Similarly, medical device manufacturers could develop a single polymer with controllable properties that simultaneously provides the necessary flexibility for tubing, the sterility requirements for implants, and the durability needed for long-term medical use.

The potential environmental impact is just as significant: by optimising material design to use modified monomaterials instead of complex composites, the PHENI* technology provides a blueprint towards reducing raw material consumption, extending material lifespans, simplifying recyclability, and improving overall manufacturing efficiency.

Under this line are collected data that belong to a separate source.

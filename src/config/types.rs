//! Menu definition file types

use serde::{Deserialize, Serialize};

use crate::view::{IndexStyle, ReturnPolicy};

/// A whole menu definition file
#[derive(Debug, Clone, Serialize, Deserialize)]
pub struct MenuFile {
    #[serde(default)]
    pub output: OutputConfig,

    pub menu: NodeDef,
}

/// Output configuration
#[derive(Debug, Clone, Serialize, Deserialize)]
pub struct OutputConfig {
    #[serde(default)]
    pub color: ColorMode,

    #[serde(default)]
    pub index_style: IndexStyle,

    #[serde(default)]
    pub after_action: ReturnPolicy,

    /// Use Unicode icons in `check` outlines when the terminal allows it
    #[serde(default = "default_true")]
    pub unicode: bool,
}

impl Default for OutputConfig {
    fn default() -> Self {
        Self {
            color: ColorMode::default(),
            index_style: IndexStyle::default(),
            after_action: ReturnPolicy::default(),
            unicode: default_true(),
        }
    }
}

fn default_true() -> bool {
    true
}

/// Color output mode
#[derive(Debug, Clone, Copy, PartialEq, Eq, Serialize, Deserialize, Default)]
#[serde(rename_all = "lowercase")]
pub enum ColorMode {
    #[default]
    Auto,
    Always,
    Never,
}

/// Kind of a node definition
#[derive(Debug, Clone, Copy, PartialEq, Eq, Serialize, Deserialize, Default)]
#[serde(rename_all = "lowercase")]
pub enum NodeDefKind {
    #[default]
    Menu,
    Action,
}

/// One node of the definition. Menu and action fields share one table so
/// unknown keys can be reported at any depth.
#[derive(Debug, Clone, Default, Serialize, Deserialize)]
pub struct NodeDef {
    #[serde(default)]
    pub kind: NodeDefKind,

    /// Label shown in the parent's listing
    #[serde(default)]
    pub name: String,

    /// Heading printed when entered; falls back to `name`
    #[serde(default)]
    pub title: Option<String>,

    #[serde(default)]
    pub error_message: Option<String>,

    #[serde(default)]
    pub selection_message: Option<String>,

    #[serde(default)]
    pub back_label: Option<String>,

    #[serde(default)]
    pub quit_label: Option<String>,

    #[serde(default)]
    pub index_style: Option<IndexStyle>,

    #[serde(default)]
    pub items: Vec<NodeDef>,

    /// Action: text printed when run
    #[serde(default)]
    pub message: Option<String>,

    /// Action: program started when run
    #[serde(default)]
    pub command: Option<String>,

    #[serde(default)]
    pub args: Vec<String>,
}

impl NodeDef {
    pub fn display_title(&self) -> &str {
        self.title.as_deref().unwrap_or(&self.name)
    }
}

From the lab to industrial readiness

In April 2023, an EPSRC IAA Doctoral Impact Partnership began with SCG Chemicals and its global subsidiaries to systematically explore and demonstrate the PHENI* catalysts' capabilities beyond the initial promise of the laboratory proof of concept.

The EPSRC IAA Doctoral Impact Partnership award to Clement has been a significant and influential boost for Clement’s career, it has enabled him to further exemplify the scope and applicability of this doctoral research with an industrial perspective.
Professor O’Hare

The project's primary objective was to demonstrate the catalysts' versatility and commercial viability. Working closely with engineers from SCG Chemicals' global network – including teams in Thailand, Norway, Italy, and the UK – the researchers expanded the technological understanding of these novel catalysts. This collaborative approach allowed for targeted exploration of specific industrial applications, moving beyond theoretical potential to practical implementation.

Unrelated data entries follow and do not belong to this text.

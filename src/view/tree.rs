//! Arena that owns every node of a menu tree.
//!
//! Nodes are addressed by [`NodeId`]. Child lists and parent links are plain
//! ids, so a menu may list the same node more than once and a removed child
//! stays in the arena until the whole tree is dropped.

use crate::error::{MenuError, MenuResult};

use super::node::{MenuNode, NodeId, ViewNode};

#[derive(Debug, Default)]
pub struct MenuTree {
    nodes: Vec<ViewNode>,
}

impl MenuTree {
    pub fn new() -> Self {
        Self::default()
    }

    /// Store a node and return its id. The node starts without a parent.
    pub fn insert(&mut self, node: ViewNode) -> NodeId {
        let id = NodeId(self.nodes.len());
        self.nodes.push(node);
        id
    }

    pub fn len(&self) -> usize {
        self.nodes.len()
    }

    pub fn is_empty(&self) -> bool {
        self.nodes.is_empty()
    }

    pub fn get(&self, id: NodeId) -> MenuResult<&ViewNode> {
        self.nodes.get(id.0).ok_or(MenuError::UnknownNode(id))
    }

    pub fn get_mut(&mut self, id: NodeId) -> MenuResult<&mut ViewNode> {
        self.nodes.get_mut(id.0).ok_or(MenuError::UnknownNode(id))
    }

    pub fn menu(&self, id: NodeId) -> MenuResult<&MenuNode> {
        let node = self.get(id)?;
        node.as_menu().ok_or_else(|| MenuError::NotAMenu {
            name: node.running_title.clone(),
        })
    }

    pub fn menu_mut(&mut self, id: NodeId) -> MenuResult<&mut MenuNode> {
        let node = self.get_mut(id)?;
        let name = node.running_title.clone();
        node.as_menu_mut().ok_or(MenuError::NotAMenu { name })
    }

    pub fn parent(&self, id: NodeId) -> MenuResult<Option<NodeId>> {
        Ok(self.get(id)?.parent)
    }

    /// Append `child` to `menu` and point the child's parent link at `menu`.
    ///
    /// A child that already had a parent is silently re-parented.
    pub fn add_child(&mut self, menu: NodeId, child: NodeId) -> MenuResult<()> {
        self.get(child)?;
        self.menu_mut(menu)?.children.push(child);
        self.nodes[child.0].parent = Some(menu);
        Ok(())
    }

    /// Insert `node` into the arena and append it to `menu` in one step
    pub fn push_child(&mut self, menu: NodeId, node: ViewNode) -> MenuResult<NodeId> {
        self.menu(menu)?;
        let id = self.insert(node);
        self.add_child(menu, id)?;
        Ok(id)
    }

    /// Remove the child at `position`, shifting later children down.
    ///
    /// Returns the removed id. Its parent link is left untouched.
    pub fn remove_child(&mut self, menu: NodeId, position: usize) -> MenuResult<NodeId> {
        let name = self.get(menu)?.running_title.clone();
        let menu = self.menu_mut(menu)?;
        if position >= menu.children.len() {
            return Err(MenuError::ChildIndexOutOfRange {
                menu: name,
                position,
                len: menu.children.len(),
            });
        }
        Ok(menu.children.remove(position))
    }

    /// Snapshot of the child list; later edits to it do not touch the tree.
    pub fn children(&self, menu: NodeId) -> MenuResult<Vec<NodeId>> {
        Ok(self.menu(menu)?.children.clone())
    }

    /// Replace the child list with a copy of `children`.
    ///
    /// Parent links of the new children are not updated.
    pub fn set_children(&mut self, menu: NodeId, children: &[NodeId]) -> MenuResult<()> {
        for &child in children {
            self.get(child)?;
        }
        self.menu_mut(menu)?.children = children.to_vec();
        Ok(())
    }
}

A number of important industrially relevant outcomes were realised during the IAA partnership. The team scaled up polymer production, testing the PHENI* catalysts' ability to polymerise a range of materials – including Ultra High Molecular Weight Polyethylene (UHMWPE), amorphous Polypropylene, and various copolymers – with unprecedented control and consistency.

A reduction in the high melt viscosity of UHMWPE was achieved without compromising the material’s mechanical properties which could make the material more accessible, affordable, and applicable to a wider range of industries and uses. Critically, these tests were conducted under industrially relevant conditions, providing crucial validation of the technology's real-world potential.

An exciting breakthrough emerged in recycling technology. The team found that small amounts of polymers made with the PHENI* catalysts could function as boosters for Post-Consumer Resin (PCR).

Unlike traditional compatibilizers that use small organic or inorganic molecules, the polyolefin-based approach offered significant advantages. When heated during recycling, the new additives maintained material colour and clarity, improved mechanical properties, extended the usable life and critically, bring recycled materials closer to the performance of virgin plastics. A promising step towards a more sustainable, circular plastics economy.

The IAA Doctoral Impact Partnership helped to transform Dr Collins Rice's breakthrough catalyst technology from an exciting laboratory discovery to a platform with demonstrable industrial applications.

'In the lab, we noticed that we had made one of the least fussy catalysts around, seemingly able to polymerise anything we threw at it with remarkable tunability,' said Dr Collins Rice. 'The challenge was turning this unique chemistry into valuable scalable real-world impact, and the IAA was a crucial first step to realising the potential applications of this technology.'


Next steps

Post-IAA, the PHENI* catalyst technology is closer to fulfilling its promise as a high-performance, tuneable polymerisation platform that contributes to realising a circular economy for plastics.

Key partnerships have been established with industrial specialists Norner AS and SENFI to advance Dr Collins Rice’s technology towards commercial readiness while exploring new market opportunities.

The ongoing collaboration with the Department of Chemistry continues to drive innovation forward. Dr Collins Rice now employed by SCG maintains a strong connection with Professor O'Hare's research group, ensuring continuity and knowledge transfer.